● **AIM OF THE EXERCISE**
This exercise requires an exact copy of each line from the one containing "compute_prefixed_hmac(&self.secret, payload)" down to the last line below.

● **SOURCE DATA**
/// Production API base URL.
pub const DEFAULT_BASE_URL: &str = "https://arnipay.com.py/api/v1";

/// Sandbox API base URL.
pub const SANDBOX_BASE_URL: &str = "https://sandbox.arnipay.com.py/api/v1";

/// Header carrying the merchant client identifier.
pub const CLIENT_ID_HEADER: &str = "X-Client-ID";

/// Header carrying the unix timestamp (seconds) the request was signed at.
pub const TIMESTAMP_HEADER: &str = "X-Timestamp";

/// Header carrying the canonical-scheme signature.
pub const SIGNATURE_HEADER: &str = "X-Signature";

/// Header carrying the simple-scheme signature (`sha256=<hex>`).
pub const WEBHOOK_SIGNATURE_HEADER: &str = "X-Webhook-Signature";

/// Header set by reverse proxies when the request target was rewritten.
pub const ORIGINAL_URI_HEADER: &str = "X-Original-URI";

/// Prefix accepted (and produced) by the simple shared-secret scheme.
pub const SHA256_PREFIX: &str = "sha256=";

/// Method assumed for inbound webhooks when the transport does not report one.
pub const DEFAULT_WEBHOOK_METHOD: &str = "POST";

/// Event kind emitted when a payment link is paid.
pub const EVENT_PAYMENT_COMPLETED: &str = "payment.completed";

/// Event kind emitted when a refund is pending (e.g. out-of-stock detected).
pub const EVENT_PENDING_REFUND: &str = "pending_refund";

/// Event kind emitted when funds were returned automatically.
pub const EVENT_AUTO_REFUNDED: &str = "auto_refunded";
#![cfg(feature = "actix")]

use actix_web::{test, web, App, HttpRequest, HttpResponse};
use arnipay::{ArnipayError, SignatureService, WebhookHandler};

const SECRET: &str = "test-webhook-secret";

async fn receive(
    req: HttpRequest,
    body: web::Bytes,
    handler: web::Data<WebhookHandler>,
) -> Result<HttpResponse, ArnipayError> {
    let event = handler.process_actix(&req, &body)?;
    Ok(HttpResponse::Ok().json(serde_json::json!({
        "event": event.as_ref().and_then(|e| e.kind()),
        "payment_id": event.as_ref().and_then(|e| e.get_str("payment_id")),
    })))
}

fn app_data() -> web::Data<WebhookHandler> {
    web::Data::new(WebhookHandler::new(SECRET))
}

#[actix_rt::test]
async fn signed_webhook_is_accepted() {
    let app = test::init_service(
        App::new()
            .app_data(app_data())
            .route("/webhook/test", web::post().to(receive)),
    )
    .await;

    let payload = r#"{"event":"payment.completed","data":{"payment_id":"12345"}}"#;
    let sig = SignatureService::new().sign(
        "POST",
        "/webhook/test?foo=bar",
        1690000000,
        "demo-client",
        SECRET.as_bytes(),
        payload,
    );

    let req = test::TestRequest::post()
        .uri("/webhook/test?foo=bar")
        .insert_header(("X-Timestamp", "1690000000"))
        .insert_header(("X-Client-ID", "demo-client"))
        .insert_header(("X-Signature", sig))
        .set_payload(payload)
        .to_request();
    let resp = test::call_service(&app, req).await;

    assert_eq!(resp.status(), 200);
    let body: serde_json::Value = test::read_body_json(resp).await;
    assert_eq!(body["event"], "payment.completed");
    assert_eq!(body["payment_id"], "12345");
}

#[actix_rt::test]
async fn unsigned_webhook_is_rejected_with_401() {
    let app = test::init_service(
        App::new()
            .app_data(app_data())
            .route("/webhook/test", web::post().to(receive)),
    )
    .await;

    let req = test::TestRequest::post()
        .uri("/webhook/test")
        .set_payload(r#"{"event":"payment.completed","data":{}}"#)
        .to_request();
    let resp = test::call_service(&app, req).await;

    assert_eq!(resp.status(), 401);
    let body: serde_json::Value = test::read_body_json(resp).await;
    assert_eq!(body["error"], "invalid_signature");
}

#[actix_rt::test]
async fn signed_garbage_is_rejected_with_400() {
    let app = test::init_service(
        App::new()
            .app_data(app_data())
            .route("/webhook/test", web::post().to(receive)),
    )
    .await;

    let payload = "not-a-json-string";
    let sig = SignatureService::new().sign(
        "POST",
        "/webhook/test",
        1690000004,
        "demo-client",
        SECRET.as_bytes(),
        payload,
    );

    let req = test::TestRequest::post()
        .uri("/webhook/test")
        .insert_header(("X-Timestamp", "1690000004"))
        .insert_header(("X-Client-ID", "demo-client"))
        .insert_header(("X-Signature", sig))
        .set_payload(payload)
        .to_request();
    let resp = test::call_service(&app, req).await;

    assert_eq!(resp.status(), 400);
}

#[actix_rt::test]
async fn signed_non_utf8_body_is_rejected_with_400() {
    let app = test::init_service(
        App::new()
            .app_data(app_data())
            .route("/webhook/test", web::post().to(receive)),
    )
    .await;

    let payload: &[u8] = b"{\"event\":\"x\",\"data\":\"\xff\"}";
    let sig = SignatureService::new().sign(
        "POST",
        "/webhook/test",
        1690000005,
        "demo-client",
        SECRET.as_bytes(),
        payload,
    );

    let req = test::TestRequest::post()
        .uri("/webhook/test")
        .insert_header(("X-Timestamp", "1690000005"))
        .insert_header(("X-Client-ID", "demo-client"))
        .insert_header(("X-Signature", sig))
        .set_payload(payload)
        .to_request();
    let resp = test::call_service(&app, req).await;

    assert_eq!(resp.status(), 400);
    let body: serde_json::Value = test::read_body_json(resp).await;
    assert_eq!(body["error"], "malformed_payload");
}

#[actix_rt::test]
async fn non_utf8_body_with_bad_signature_is_rejected_with_401() {
    let app = test::init_service(
        App::new()
            .app_data(app_data())
            .route("/webhook/test", web::post().to(receive)),
    )
    .await;

    let req = test::TestRequest::post()
        .uri("/webhook/test")
        .insert_header(("X-Timestamp", "1690000005"))
        .insert_header(("X-Client-ID", "demo-client"))
        .insert_header(("X-Signature", "0".repeat(64)))
        .set_payload(&b"{\"data\":\"\xff\"}"[..])
        .to_request();
    let resp = test::call_service(&app, req).await;

    assert_eq!(resp.status(), 401);
}
//! Inbound webhook verification.
//!
//! Two signing schemes are supported and kept separate:
//!
//! - [`CanonicalVerifier`] (`CanonicalSigningV1`): HMAC over the canonical
//!   string (method, URI, timestamp, client id, body hash) carried in
//!   `X-Signature`. Failures are reported as errors.
//! - [`SimpleVerifier`] (`SimpleSharedSecret`): HMAC over the raw body carried
//!   in `X-Webhook-Signature: sha256=<hex>`. Failures yield `None`.

use std::fmt;

use http::HeaderMap;

use crate::constants::{
    CLIENT_ID_HEADER, DEFAULT_WEBHOOK_METHOD, ORIGINAL_URI_HEADER, SIGNATURE_HEADER,
    TIMESTAMP_HEADER,
};
use crate::error::ArnipayError;
use crate::event::WebhookEvent;
use crate::hmac::{compute_prefixed_hmac, verify_hmac};
use crate::security::signature_matches;
use crate::signature::{extract_uri, SignatureService};

/// Metadata of one inbound webhook request, captured from the transport.
#[derive(Debug, Clone, PartialEq, Eq)]
pub struct WebhookRequest {
    pub method: String,
    pub request_uri: String,
    pub timestamp: String,
    pub client_id: String,
    /// Raw body bytes, exactly as received.
    pub payload: Vec<u8>,
    pub signature: String,
}

impl WebhookRequest {
    /// Map transport-level request data to webhook metadata.
    ///
    /// - `method` defaults to `POST` and is uppercased.
    /// - The URI comes from `request_target`, falling back to the
    ///   `X-Original-URI` header, then `/`; it is always reduced to `path?query`.
    /// - Missing `X-Timestamp`, `X-Client-ID` and `X-Signature` headers become
    ///   empty strings.
    /// - The body is kept as raw bytes; it is not required to be UTF-8.
    pub fn capture(
        method: Option<&str>,
        request_target: Option<&str>,
        headers: &HeaderMap,
        body: impl AsRef<[u8]>,
    ) -> Self {
        let method = method
            .filter(|m| !m.is_empty())
            .unwrap_or(DEFAULT_WEBHOOK_METHOD)
            .to_uppercase();

        let raw_uri = request_target
            .filter(|t| !t.is_empty())
            .or_else(|| header_str(headers, ORIGINAL_URI_HEADER).filter(|t| !t.is_empty()))
            .unwrap_or("/");

        Self {
            method,
            request_uri: extract_uri(raw_uri),
            timestamp: header_string(headers, TIMESTAMP_HEADER),
            client_id: header_string(headers, CLIENT_ID_HEADER),
            payload: body.as_ref().to_vec(),
            signature: header_string(headers, SIGNATURE_HEADER),
        }
    }
}

pub(crate) fn header_str<'a>(headers: &'a HeaderMap, name: &str) -> Option<&'a str> {
    headers.get(name).and_then(|v| v.to_str().ok())
}

fn header_string(headers: &HeaderMap, name: &str) -> String {
    header_str(headers, name).unwrap_or_default().to_string()
}

/// Read the leading integer of `timestamp`, the way the gateway casts it.
///
/// Leading whitespace and one sign are allowed, anything after the digits is
/// ignored, and out-of-range values saturate. No leading digits means `0`.
fn parse_timestamp(timestamp: &str) -> i64 {
    let trimmed = timestamp.trim_start();
    let (negative, digits) = match trimmed.as_bytes().first() {
        Some(b'-') => (true, &trimmed[1..]),
        Some(b'+') => (false, &trimmed[1..]),
        _ => (false, trimmed),
    };

    digits
        .bytes()
        .take_while(u8::is_ascii_digit)
        .fold(0i64, |acc, b| {
            let digit = i64::from(b - b'0');
            if negative {
                acc.saturating_mul(10).saturating_sub(digit)
            } else {
                acc.saturating_mul(10).saturating_add(digit)
            }
        })
}

/// Verifier for the canonical multi-field scheme.
///
/// The caller-supplied client id is used only as signing input; binding a
/// client id to a specific secret is the caller's responsibility.
#[derive(Clone)]
pub struct CanonicalVerifier {
    secret: Vec<u8>,
    signatures: SignatureService,
}

impl fmt::Debug for CanonicalVerifier {
    fn fmt(&self, f: &mut fmt::Formatter<'_>) -> fmt::Result {
        f.debug_struct("CanonicalVerifier")
            .field("secret", &"<redacted>")
            .finish()
    }
}

impl CanonicalVerifier {
    pub fn new(secret: impl Into<Vec<u8>>) -> Self {
        Self {
            secret: secret.into(),
            signatures: SignatureService::new(),
        }
    }

    /// Check a signature against the request it claims to cover.
    pub fn verify(
        &self,
        method: &str,
        request_uri: &str,
        timestamp: &str,
        client_id: &str,
        payload: impl AsRef<[u8]>,
        signature: &str,
    ) -> bool {
        let expected = self.signatures.sign(
            method,
            request_uri,
            parse_timestamp(timestamp),
            client_id,
            &self.secret,
            payload,
        );
        signature_matches(&expected, signature)
    }

    /// Verify, then parse. Checks run in a fixed order: signature (401),
    /// JSON validity (400), event shape (422).
    pub fn process(
        &self,
        method: &str,
        request_uri: &str,
        timestamp: &str,
        client_id: &str,
        payload: impl AsRef<[u8]>,
        signature: &str,
    ) -> Result<WebhookEvent, ArnipayError> {
        let payload = payload.as_ref();
        if !self.verify(method, request_uri, timestamp, client_id, payload, signature) {
            tracing::warn!(
                method = %method,
                uri = %request_uri,
                client_id = %client_id,
                "rejected webhook with invalid signature"
            );
            return Err(ArnipayError::Authentication);
        }

        let event = WebhookEvent::from_slice(payload).inspect_err(|e| {
            tracing::warn!(uri = %request_uri, error = %e, "rejected webhook payload");
        })?;

        tracing::debug!(event = %event.event(), client_id = %client_id, "webhook verified");
        Ok(event)
    }

    pub fn process_request(
        &self,
        request: &WebhookRequest,
    ) -> Result<WebhookEvent, ArnipayError> {
        self.process(
            &request.method,
            &request.request_uri,
            &request.timestamp,
            &request.client_id,
            &request.payload,
            &request.signature,
        )
    }

    pub fn capture_request(
        &self,
        method: Option<&str>,
        request_target: Option<&str>,
        headers: &HeaderMap,
        body: impl AsRef<[u8]>,
    ) -> WebhookRequest {
        WebhookRequest::capture(method, request_target, headers, body)
    }

    /// Capture and process in one step.
    pub fn handle_request(
        &self,
        method: Option<&str>,
        request_target: Option<&str>,
        headers: &HeaderMap,
        body: impl AsRef<[u8]>,
    ) -> Result<WebhookEvent, ArnipayError> {
        let request = self.capture_request(method, request_target, headers, body);
        self.process_request(&request)
    }
}

/// Verifier for the simple shared-secret scheme: `hmac_sha256(payload, secret)`.
#[derive(Clone)]
pub struct SimpleVerifier {
    secret: Vec<u8>,
}

impl fmt::Debug for SimpleVerifier {
    fn fmt(&self, f: &mut fmt::Formatter<'_>) -> fmt::Result {
        f.debug_struct("SimpleVerifier")
            .field("secret", &"<redacted>")
            .finish()
    }
}

impl SimpleVerifier {
    pub fn new(secret: impl Into<Vec<u8>>) -> Self {
        Self {
            secret: secret.into(),
        }
    }

    /// The expected header value for `payload`, including the `sha256=` prefix.
    pub fn signature_header(&self, payload: impl AsRef<[u8]>) -> String {
        compute_prefixed_hmac(&self.secret, payload)
    }

    /// Accepts the signature with or without the `sha256=` prefix.
    pub fn verify(&self, payload: impl AsRef<[u8]>, signature: &str) -> bool {
        verify_hmac(&self.secret, payload, signature)
    }

    /// Verify, then parse. Every failure yields `None`.
    pub fn process(&self, payload: impl AsRef<[u8]>, signature: &str) -> Option<WebhookEvent> {
        let payload = payload.as_ref();
        if !self.verify(payload, signature) {
            tracing::warn!("dropped webhook with invalid signature");
            return None;
        }

        match WebhookEvent::from_slice(payload) {
            Ok(event) => Some(event),
            Err(e) => {
                tracing::warn!(error = %e, "dropped webhook payload");
                None
            }
        }
    }
}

● **ANSWER BELOW**
        compute_prefixed_hmac(&self.secret, payload)
    }

    /// Accepts the signature with or without the `sha256=` prefix.
    pub fn verify(&self, payload: impl AsRef<[u8]>, signature: &str) -> bool {
        verify_hmac(&self.secret, payload, signature)
    }

    /// Verify, then parse. Every failure yields `None`.
    pub fn process(&self, payload: impl AsRef<[u8]>, signature: &str) -> Option<WebhookEvent> {
        let payload = payload.as_ref();
        if !self.verify(payload, signature) {
            tracing::warn!("dropped webhook with invalid signature");
            return None;
        }

        match WebhookEvent::from_slice(payload) {
            Ok(event) => Some(event),
            Err(e) => {
                tracing::warn!(error = %e, "dropped webhook payload");
                None
            }
        }
    }
}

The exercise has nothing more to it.